The Parallèle and The Parliament
Nicolas Kemper (M.Arch ‘16)
Volume 02: Fold 10 | December 8, 2016
In 1770 historian, architect and French academician David Leroy added to the second edition of his bombshell and bestseller Les Ruines des plus beaux monuments de la Grece a single plate with plans in a single scale of religious buildings, thereby creating the Parallèle. By flattening time, stripping context, and reducing architectural history to the single abstract representation of plans, it was architecture’s masterful answer to Descartes’ smug dismissal of history as “a pastime no more informative or rigorous than travel (both show only that human opinions and customs diverged endlessly).” It was a rigorous product of the Enlightenment; architectural history’s version of a dictionary or periodic table.
XML’s new book, Parliament, is a substantial contribution to Leroy’s canon: the plenary halls of all 193 members of the United Nations are represented diagrammatically both in detailed plans at 1:400 and situated within their building at 1:5000. If the French went to measure the Greek ruins, XML, often denied original documentation, recreated many of the plans from photographs.
Parliament beats the French academicians at their own game. Thumbnails of the plans are organized not just alphabetically and by building year, but by five invented typologies, number of seats, population to seat index (the United States comes in second to last, at 740,264 citizens per seat, just ahead of India), and the Economist Intelligence Unit‘s Democracy Index. For good measure, they include a map, too.
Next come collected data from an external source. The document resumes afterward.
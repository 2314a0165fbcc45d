//! Unified error types for the trading bot.

use std::path::PathBuf;

use rust_decimal::Decimal;
use thiserror::Error;

/// Unified error type for the trading bot.
#[derive(Error, Debug)]
pub enum BotError {
    /// Configuration loading error.
    #[error("configuration error: {0}")]
    Config(#[from] envy::Error),

    /// Configuration failed validation.
    #[error("invalid configuration: {0}")]
    InvalidConfig(String),

    /// Market-related error.
    #[error("market error: {0}")]
    Market(#[from] MarketError),

    /// Trading/order error.
    #[error("trading error: {0}")]
    Trading(#[from] TradingError),

    /// Ledger persistence or reconciliation error.
    #[error("ledger error: {0}")]
    Ledger(#[from] LedgerError),

    /// On-chain settlement error.
    #[error("settlement error: {0}")]
    Settlement(#[from] SettlementError),

    /// WebSocket error.
    #[error("websocket error: {0}")]
    WebSocket(#[from] WsError),

    /// HTTP request error.
    #[error("http error: {0}")]
    Http(#[from] reqwest::Error),

    /// JSON parsing error.
    #[error("json error: {0}")]
    Json(#[from] serde_json::Error),

    /// IO error.
    #[error("io error: {0}")]
    Io(#[from] std::io::Error),
}

/// Market discovery and price feed errors.
#[derive(Error, Debug)]
pub enum MarketError {
    /// No tradeable market could be found.
    #[error("no active up/down market found")]
    NoActiveMarketFound,

    /// Failed to fetch market or price information.
    #[error("failed to fetch {resource}: {reason}")]
    FetchFailed {
        /// The slug or token that failed.
        resource: String,
        /// Reason for failure.
        reason: String,
    },

    /// Failed to parse market data.
    #[error("failed to parse market data: {0}")]
    ParseError(String),

    /// HTTP request failed.
    #[error("http request failed: {0}")]
    HttpError(#[from] reqwest::Error),
}

/// Trading and order execution errors.
#[derive(Error, Debug)]
pub enum TradingError {
    /// Order submission failed.
    #[error("order submission failed: {0}")]
    SubmissionFailed(String),

    /// Order did not reach a terminal state before the deadline.
    #[error("order timed out after {timeout_ms}ms")]
    Timeout {
        /// Deadline that elapsed.
        timeout_ms: u64,
    },

    /// Order was not filled.
    #[error("order {order_id} not filled")]
    NotFilled {
        /// The order ID that did not fill.
        order_id: String,
    },

    /// Failed to cancel order.
    #[error("failed to cancel order {order_id}: {reason}")]
    CancelFailed {
        /// Order ID that failed to cancel.
        order_id: String,
        /// Reason for failure.
        reason: String,
    },

    /// Failed to get order status.
    #[error("failed to get order status for {order_id}: {reason}")]
    StatusFailed {
        /// Order ID.
        order_id: String,
        /// Reason for failure.
        reason: String,
    },

    /// Failed to fetch trade history.
    #[error("failed to fetch trade history: {0}")]
    HistoryFailed(String),

    /// Invalid order parameters.
    #[error("invalid order parameters: {0}")]
    InvalidParams(String),

    /// Signing error.
    #[error("signing error: {0}")]
    SigningError(String),

    /// Order rejected by the exchange.
    #[error("order rejected: {reason}")]
    OrderRejected {
        /// Rejection reason from the exchange.
        reason: String,
    },
}

/// Ledger persistence and reconciliation errors.
#[derive(Error, Debug)]
pub enum LedgerError {
    /// Writing the ledger file failed.
    #[error("failed to persist ledger to {path}: {source}")]
    Persist {
        /// Ledger file path.
        path: PathBuf,
        /// Underlying IO error.
        source: std::io::Error,
    },

    /// Ledger could not be serialized.
    #[error("failed to serialize ledger: {0}")]
    Serialize(#[from] serde_json::Error),

    /// Trade history could not be fetched for reconciliation.
    #[error("reconciliation failed: {0}")]
    Reconcile(#[from] TradingError),
}

/// On-chain settlement (merge) errors.
#[derive(Error, Debug)]
pub enum SettlementError {
    /// Settlement is not configured (missing key, Safe address or RPC).
    #[error("settlement unavailable: {0}")]
    NotReady(String),

    /// Condition or token identifier could not be parsed.
    #[error("invalid identifier {value}: {reason}")]
    InvalidId {
        /// Offending identifier.
        value: String,
        /// Parse failure.
        reason: String,
    },

    /// Requested amount is below what can be merged.
    #[error("merge amount {0} too small")]
    AmountTooSmall(Decimal),

    /// RPC call failed.
    #[error("rpc error: {0}")]
    Rpc(String),

    /// Transaction was mined but reverted.
    #[error("transaction {tx_hash} reverted")]
    Reverted {
        /// Transaction hash.
        tx_hash: String,
    },

    /// Confirmation wait expired.
    #[error("settlement timed out after {timeout_secs}s")]
    Timeout {
        /// Deadline that elapsed.
        timeout_secs: u64,
    },

    /// Signing the Safe transaction failed.
    #[error("signing error: {0}")]
    Signing(String),
}

/// WebSocket connection and message errors.
#[derive(Error, Debug)]
pub enum WsError {
    /// Connection failed.
    #[error("websocket connection failed: {0}")]
    ConnectionFailed(String),

    /// Connection closed unexpectedly.
    #[error("websocket connection closed: code={code:?}, reason={reason}")]
    ConnectionClosed {
        /// Close code.
        code: Option<u16>,
        /// Close reason.
        reason: String,
    },

    /// Message parsing failed.
    #[error("failed to parse websocket message: {0}")]
    ParseError(String),

    /// Send failed.
    #[error("failed to send websocket message: {0}")]
    SendFailed(String),

    /// Tungstenite error.
    #[error("tungstenite error: {0}")]
    Tungstenite(#[from] tokio_tungstenite::tungstenite::Error),
}

/// Convenient Result type alias.
pub type Result<T> = std::result::Result<T, BotError>;
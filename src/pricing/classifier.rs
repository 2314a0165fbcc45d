//! Market regime classification from two-sided prices.

use rust_decimal::Decimal;
use rust_decimal_macros::dec;
use serde::Serialize;
use strum::{Display, EnumString};

use crate::market::Leg;

/// Winner price at or above which a market is treated as settled.
pub const RESOLVED_PRICE: Decimal = dec!(0.99);

/// Price used for a leg whose quote is unavailable this tick.
pub const NEUTRAL_PRICE: Decimal = dec!(0.5);

/// Current market regime, recomputed every tick.
#[derive(Debug, Clone, Copy, PartialEq, Eq, Hash, Serialize, Display, EnumString)]
#[serde(rename_all = "SCREAMING_SNAKE_CASE")]
#[strum(serialize_all = "SCREAMING_SNAKE_CASE")]
pub enum Regime {
    /// Market has settled to near-certainty.
    Resolved,
    /// UP leg is running away.
    MomentumUp,
    /// DOWN leg is running away.
    MomentumDown,
    /// Both legs can be bought for less than the guaranteed redemption value.
    Arbitrage,
    /// No actionable edge.
    Grey,
}

impl Regime {
    /// The triggering leg of a momentum regime.
    pub fn momentum_leg(&self) -> Option<Leg> {
        match self {
            Regime::MomentumUp => Some(Leg::Up),
            Regime::MomentumDown => Some(Leg::Down),
            _ => None,
        }
    }
}

/// Thresholds the classifier is tuned with.
#[derive(Debug, Clone, Copy, PartialEq, Eq)]
pub struct Thresholds {
    /// Combined price below which the regime is arbitrage.
    pub arb_threshold: Decimal,
    /// Winner price above which the regime is momentum.
    pub momentum_trigger: Decimal,
}

impl Default for Thresholds {
    fn default() -> Self {
        Self {
            arb_threshold: dec!(0.97),
            momentum_trigger: dec!(0.85),
        }
    }
}

/// Current UP/DOWN prices of a market.
#[derive(Debug, Clone, Copy, PartialEq, Eq, Serialize)]
pub struct Prices {
    /// UP leg price in [0, 1].
    pub up: Decimal,
    /// DOWN leg price in [0, 1].
    pub down: Decimal,
}

impl Prices {
    /// Create a price pair.
    pub fn new(up: Decimal, down: Decimal) -> Self {
        Self { up, down }
    }

    /// Neutral pair used when no quote is available.
    pub fn neutral() -> Self {
        Self::new(NEUTRAL_PRICE, NEUTRAL_PRICE)
    }

    /// Sum of both legs (ideally about 1.0).
    pub fn spread(&self) -> Decimal {
        self.up + self.down
    }

    /// Price of a given leg.
    pub fn price(&self, leg: Leg) -> Decimal {
        match leg {
            Leg::Up => self.up,
            Leg::Down => self.down,
        }
    }

    /// Leg with the higher price (ties go to UP).
    pub fn winner(&self) -> Leg {
        if self.up >= self.down {
            Leg::Up
        } else {
            Leg::Down
        }
    }

    /// The higher of the two prices.
    pub fn winner_price(&self) -> Decimal {
        self.up.max(self.down)
    }

    /// The lower of the two prices.
    pub fn loser_price(&self) -> Decimal {
        self.up.min(self.down)
    }

    /// Classify these prices.
    pub fn classify(&self, thresholds: &Thresholds) -> Regime {
        classify(self.up, self.down, thresholds)
    }
}

/// Map raw two-sided prices to a regime. First match wins:
/// resolved, momentum (strict `>`), arbitrage (strict `<`), grey.
pub fn classify(up: Decimal, down: Decimal, thresholds: &Thresholds) -> Regime {
    let winner = up.max(down);

    if winner >= RESOLVED_PRICE {
        return Regime::Resolved;
    }

    if winner > thresholds.momentum_trigger {
        return if up >= down {
            Regime::MomentumUp
        } else {
            Regime::MomentumDown
        };
    }

    if up + down < thresholds.arb_threshold {
        return Regime::Arbitrage;
    }

    Regime::Grey
}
The 400 clutter-free pages of plans produce a gorgeous book, and also a useful tool. Like dictionaries and periodic tables, Parrellèles have agendas, and exist to be used. One of Leroy’s students, Jean-Nicolas-Louis Durand, perfected the Parallèle in his 1801 book for a very specific purpose: war. Head of the newly founded École Polytechnique, it fell on him to educate engineers to build forts, roads, and bridges for a nation pitched against the world, and he wanted students to be able to pick up architectural concepts and apply them, quickly.
By cross-indexing plans with a democracy index, XML offers potential formal answers to achieving something more seductive: democracy. They offer a partial answer to this question: of the five typologies, the most commonly authoritarian is the Classroom, the members in consecutive rows all pointed towards the speaker. But unlike the French, XML is not offering up the past as a fount of answers. Their oldest example, Grenada, dates from the 1650s, and 370 years later there has been little if any innovation. In the introduction, XML strikes at this stagnancy with three critiques: First, the real action in parliament today lies not in the plenary chamber, but in the nests of meeting rooms surrounding them. Second, media is today so quick, present, and technological that it, too, needs accommodation. Finally, there is something fundamentally neo-classical about plenary chambers––all those circles and axes––how can we make something a little more 21st century? Indeed, only six of their examples predate École educated Jule de Joly’s 1832 Assemblé Nationale. Yes, XML is offering up history not for its emulation, but to judge and then transfigure it.
Then again, there is nothing more neo-classical than a Parallèle. If XML really wish to escape the long shadow of the École, they will have to start by finding a different method of analyzing buildings. Until then, buy the book. Certainly it is much more affordable than an original of Durand’s tome.